Massive Open Online Courses
Massive Open Online Courses (MOOCs) made education accessible to anyone with internet access. As reported by Class Central, in 2018, there were 101 million learners enrolled in MOOCs, with the top platforms being: Coursera with 37 million learners, edX with 18 million, XuetangX with 14 million, Udacity with 10 million, and FutureLearn with 8.7 million. More than 900 universities in the world offer MOOCs courses, including higher education degrees. However, MOOCs are struggling with one major problem: extremely low retention. In 2015, one report on MOOC completion rate stated that only 12.6% of learners completed their courses. But in March 2019, Financial Times reported that a study by MIT found that online courses had a 96% dropout rate over five years. To save the situation, e-learning platforms are using learners’ data to help them go on with their education.

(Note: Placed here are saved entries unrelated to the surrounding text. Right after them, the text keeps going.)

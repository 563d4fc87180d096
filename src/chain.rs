//! Retrieval-augmented generation chain.
//!
//! # Pipeline
//!
//! ```text
//! question + history
//!   → rewrite      (standalone question; skipped for empty history)
//!   → retrieve     (embed standalone question, index.search(k))
//!   → assemble     (segment texts joined by a blank line, closest first)
//!   → prompt       (PromptTemplate with {context} {question} {history})
//!   → generate     (complete, or stream fragments)
//! ```
//!
//! A [`RagChain`] holds no per-conversation state: history goes in as an
//! argument and the extended history comes back in the [`Answer`]. Use
//! [`crate::session::ChatSession`] to carry history across questions.
//!
//! The retrieval step searches with the standalone question, while the
//! answer prompt receives the question exactly as the user asked it
//! together with the history.

use futures::{Stream, StreamExt};
use std::pin::Pin;
use std::sync::Arc;
use std::task::{Context, Poll};
use tracing::{debug, info};

use crate::config::Config;
use crate::embedding::Embedder;
use crate::error::{RagError, Result};
use crate::history::ConversationHistory;
use crate::index::Index;
use crate::llm::{ChatMessage, ChatModel, FragmentStream};
use crate::models::SearchHit;
use crate::prompt::{self, PromptTemplate};

const DEFAULT_K: usize = 6;

/// Result of one question.
#[derive(Debug, Clone)]
pub struct Answer {
    pub text: String,
    /// The question used for retrieval after rewriting.
    pub standalone_question: String,
    /// Retrieved segments, closest first.
    pub hits: Vec<SearchHit>,
    /// Input history with the user question and this answer appended.
    pub history: ConversationHistory,
}

/// Turns a follow-up question into one that stands on its own.
pub struct QuestionRewriter {
    model: Arc<dyn ChatModel>,
    prompt: PromptTemplate,
}

impl QuestionRewriter {
    pub fn new(model: Arc<dyn ChatModel>) -> Self {
        Self {
            model,
            prompt: prompt::rewrite_prompt(),
        }
    }

    /// Rewrite `question` against `history`. Empty history returns the
    /// question unchanged without calling the model.
    pub async fn rewrite(&self, question: &str, history: &ConversationHistory) -> Result<String> {
        if history.is_empty() {
            return Ok(question.to_string());
        }
        let messages = self.prompt.render("", question, history);
        let rewritten = self.model.complete(&messages).await?;
        let rewritten = rewritten.trim();
        if rewritten.is_empty() {
            return Ok(question.to_string());
        }
        debug!(original = question, standalone = rewritten, "rewrote question");
        Ok(rewritten.to_string())
    }
}

pub struct RagChain {
    embedder: Arc<dyn Embedder>,
    index: Arc<Index>,
    model: Arc<dyn ChatModel>,
    prompt: PromptTemplate,
    k: usize,
    rewriter: Option<QuestionRewriter>,
}

impl RagChain {
    /// Chain with the conversational prompt, `k = 6` and rewriting enabled.
    pub fn new(embedder: Arc<dyn Embedder>, index: Arc<Index>, model: Arc<dyn ChatModel>) -> Self {
        let rewriter = Some(QuestionRewriter::new(model.clone()));
        Self {
            embedder,
            index,
            model,
            prompt: prompt::conversational_qa_prompt(),
            k: DEFAULT_K,
            rewriter,
        }
    }

    /// Chain configured from `[retrieval]` and `[chat]`.
    pub fn from_config(
        config: &Config,
        embedder: Arc<dyn Embedder>,
        index: Arc<Index>,
        model: Arc<dyn ChatModel>,
    ) -> Self {
        Self::new(embedder, index, model)
            .with_k(config.retrieval.k)
            .with_rewrite(config.chat.rewrite_history)
    }

    pub fn with_prompt(mut self, prompt: PromptTemplate) -> Self {
        self.prompt = prompt;
        self
    }

    pub fn with_k(mut self, k: usize) -> Self {
        self.k = k;
        self
    }

    pub fn with_rewrite(mut self, enabled: bool) -> Self {
        self.rewriter = enabled.then(|| QuestionRewriter::new(self.model.clone()));
        self
    }

    pub fn k(&self) -> usize {
        self.k
    }

    pub fn index(&self) -> &Index {
        &self.index
    }

    /// Rewrite step. Returns `question` unchanged when rewriting is disabled.
    pub async fn standalone_question(
        &self,
        question: &str,
        history: &ConversationHistory,
    ) -> Result<String> {
        match &self.rewriter {
            Some(rewriter) => rewriter.rewrite(question, history).await,
            None => Ok(question.to_string()),
        }
    }

    /// Retrieval step: the `k` segments closest to `query`.
    pub async fn retrieve(&self, query: &str) -> Result<Vec<SearchHit>> {
        let vector = self.embedder.embed_query(query).await?;
        let hits = self.index.search(&vector, self.k)?;
        info!(k = self.k, hits = hits.len(), "retrieved context");
        Ok(hits)
    }

    /// Context assembly and prompt rendering.
    pub fn build_messages(
        &self,
        question: &str,
        hits: &[SearchHit],
        history: &ConversationHistory,
    ) -> Vec<ChatMessage> {
        let context = assemble_context(hits);
        self.prompt.render(&context, question, history)
    }

    /// Answer `question` in one call.
    pub async fn invoke(&self, question: &str, history: &ConversationHistory) -> Result<Answer> {
        let standalone_question = self.standalone_question(question, history).await?;
        let hits = self.retrieve(&standalone_question).await?;
        self.generate(question, standalone_question, hits, history)
            .await
    }

    /// Generate a complete answer over already retrieved `hits`.
    pub async fn generate(
        &self,
        question: &str,
        standalone_question: String,
        hits: Vec<SearchHit>,
        history: &ConversationHistory,
    ) -> Result<Answer> {
        let messages = self.build_messages(question, &hits, history);
        let text = self.model.complete(&messages).await?;
        debug!(chars = text.len(), "generated answer");
        Ok(Answer {
            history: history.with_exchange(question, &text),
            text,
            standalone_question,
            hits,
        })
    }

    /// Answer `question` as a stream of fragments.
    ///
    /// Rewriting and retrieval complete before this returns; only
    /// generation is streamed.
    pub async fn stream(
        &self,
        question: &str,
        history: &ConversationHistory,
    ) -> Result<AnswerStream> {
        let standalone_question = self.standalone_question(question, history).await?;
        let hits = self.retrieve(&standalone_question).await?;
        self.generate_stream(question, standalone_question, hits, history)
            .await
    }

    /// Start streaming generation over already retrieved `hits`.
    pub async fn generate_stream(
        &self,
        question: &str,
        standalone_question: String,
        hits: Vec<SearchHit>,
        history: &ConversationHistory,
    ) -> Result<AnswerStream> {
        let messages = self.build_messages(question, &hits, history);
        let fragments = self.model.stream(&messages).await?;
        Ok(AnswerStream {
            fragments,
            text: String::new(),
            question: question.to_string(),
            standalone_question,
            hits,
            history: history.clone(),
            state: StreamState::Open,
        })
    }
}

/// Join segment texts with a blank line, in the given order.
pub fn assemble_context(hits: &[SearchHit]) -> String {
    hits.iter()
        .map(|h| h.segment.text.as_str())
        .collect::<Vec<_>>()
        .join("\n\n")
}

#[derive(Debug, Clone, Copy, PartialEq, Eq)]
enum StreamState {
    Open,
    Done,
    Failed,
}

/// Streaming answer.
///
/// Yields fragments in production order and accumulates them. After the
/// first error the stream ends; [`AnswerStream::collect`] then fails with
/// [`RagError::StreamAborted`]. Dropping the stream cancels generation.
pub struct AnswerStream {
    fragments: FragmentStream,
    text: String,
    question: String,
    standalone_question: String,
    hits: Vec<SearchHit>,
    history: ConversationHistory,
    state: StreamState,
}

impl AnswerStream {
    pub fn hits(&self) -> &[SearchHit] {
        &self.hits
    }

    pub fn standalone_question(&self) -> &str {
        &self.standalone_question
    }

    /// Text received so far.
    pub fn text(&self) -> &str {
        &self.text
    }

    /// Drain the remaining fragments and return the complete [`Answer`].
    pub async fn collect(mut self) -> Result<Answer> {
        if self.state == StreamState::Failed {
            return Err(RagError::StreamAborted);
        }
        while let Some(fragment) = self.next().await {
            fragment?;
        }
        Ok(Answer {
            history: self.history.with_exchange(&self.question, &self.text),
            text: self.text,
            standalone_question: self.standalone_question,
            hits: self.hits,
        })
    }
}

impl Stream for AnswerStream {
    type Item = Result<String>;

    fn poll_next(self: Pin<&mut Self>, cx: &mut Context<'_>) -> Poll<Option<Self::Item>> {
        let this = self.get_mut();
        if this.state != StreamState::Open {
            return Poll::Ready(None);
        }
        match this.fragments.as_mut().poll_next(cx) {
            Poll::Ready(Some(Ok(fragment))) => {
                this.text.push_str(&fragment);
                Poll::Ready(Some(Ok(fragment)))
            }
            Poll::Ready(Some(Err(e))) => {
                this.state = StreamState::Failed;
                Poll::Ready(Some(Err(e)))
            }
            Poll::Ready(None) => {
                this.state = StreamState::Done;
                Poll::Ready(None)
            }
            Poll::Pending => Poll::Pending,
        }
    }
}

For example, edX tracks user engagement – how frequently learners watch videos and submit assignments. When they see data indicating that someone will drop out, they give them a little push to go forward by sending updates and reminders to complete tasks. Nina Huntemann, senior director of academics and research at edX, says that engagement is 30% higher when students have been nudged. What’s more, edX figured out that if learners are struggling with a course, the material may not be worded clearly enough or the videos may be too long. The university partners working with edX later use that data to produce course iterations.
What are the AI solutions enhancing e-learning platforms?
Coursera is currently the most popular e-learning platform, and one that emphasizes the importance of AI in their educational offer. There are university and professional courses in AI for business, digital strategy, machine learning, deep learning, and many more AI-related topics. It was co-founded by Andrew Ng, a well-known AI and ML researcher, professor at Stanford University, who also co-founded Google Brain and deeplearning.ai.
So Coursera will teach you about AI, but how does it use AI solutions in practice? Though it’s difficult to find details on the exact solutions they use, even looking at your profile, you can figure out that they have a decent recommendation system in place. To get course recommendations, you can solve a short test where you specify the area of your interest and answer a few questions. After you’ve done that, you’re shown the result, and courses are recommended based on your current level of knowledge. Additionally, the platform keeps track of your on-site activity (enrollment in courses, what courses you displayed) to suggest related courses that you may be interested in. It works similar to the recommendation systems in Netflix or Amazon – where we are served with the recommendations of movies or products, but in this case, the recommendations we get are about courses in the area we’re interested in.
AI can also provide assistance to students on a daily basis. Have you heard of Jill Watson? The last name may give it away, and yes, “she” is related to the Watson of IBM. Jill Watson is a graduate-level artificially intelligent teacher assistant (TA). Jill helps students of the Knowledge-Based Artificial Intelligence course at Georgia Tech. Jill was implemented on IBM’s Watson platform and first used in the spring 2016 semester.
When Georgia Tech introduced Jill into their course, they run a little experiment: they didn’t tell the students which TA is AI and which one is human. They had 2 “Jills” named Stacy and Ian working alongside 13 human TAs. In an article from January 2017, they describe this experiment and their observations on the virtual TAs activity. At the end of the semester, students were polled about who was human and which TA was AI. A little over 50% of them guessed that Stacy was AI and 16% named Ian as non-human. About 10% of the students thought that 2 of the human teacher assistants weren’t real.